Heuristic:Tencent Ncnn Optimize Before Quantize
| Knowledge Sources | |
|---|---|
| Domains | Optimization, Quantization |
| Last Updated | 2026-02-09 19:00 GMT |
Overview
Model optimization sequence rule: always run ncnnoptimize on fp32 models before quantization to ensure graph fusion simplifies the network and improves int8 calibration accuracy.
Description
The ncnn quantization pipeline requires a specific ordering: first run `ncnnoptimize` to fuse operations (BatchNorm into Conv, Conv+ReLU fusion, etc.) and convert to fp16-storage format, then prepare calibration data, then run `ncnn2table` for calibration, and finally run `ncnn2int8` to produce the quantized model. Running quantization on an unoptimized model produces suboptimal results because unfused operations create unnecessary quantize/dequantize boundaries and the calibration statistics are less accurate on redundant operations.
Usage
Use this heuristic whenever performing post-training quantization on an ncnn model. The correct sequence is: (1) ncnnoptimize, (2) prepare calibration images, (3) ncnn2table, (4) ncnn2int8. Never skip the optimization step.

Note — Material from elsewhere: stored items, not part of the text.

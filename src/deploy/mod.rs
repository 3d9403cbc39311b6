//! Deployment orchestration
//!
//! The core of the gateway: coordinates the version store, the
//! deployment ledger, and the upstream sync client inside one local
//! transaction, and decides commit vs. compensate.

pub mod orchestrator;

pub use orchestrator::Deployer;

The Insight (Rule of Thumb)
- Action: Always run `ncnnoptimize model.param model.bin model-opt.param model-opt.bin 65536` before quantization.
- Value: The `65536` flag enables fp16 weight storage in the optimized model, reducing model size by 50%.
- Trade-off: The optimization step adds build time but is essential for both model size reduction and quantization quality.
- Sequence: ncnnoptimize (fp16) -> ncnn2table (calibration) -> ncnn2int8 (quantize). Skipping step 1 degrades accuracy.
Reasoning
Graph optimization fuses patterns like Conv+BatchNorm+ReLU into a single operation. Without fusion, the quantization calibration must account for intermediate precision boundaries at each unfused operation, leading to more quantization error accumulation. The fused graph has fewer operations and more predictable activation distributions, making the KL-divergence or ACIQ calibration algorithms more effective. The fp16 flag (`65536`) halves the model binary size, which is valuable for mobile deployment but does not affect inference accuracy (weights are converted back to fp32/int8 at load time).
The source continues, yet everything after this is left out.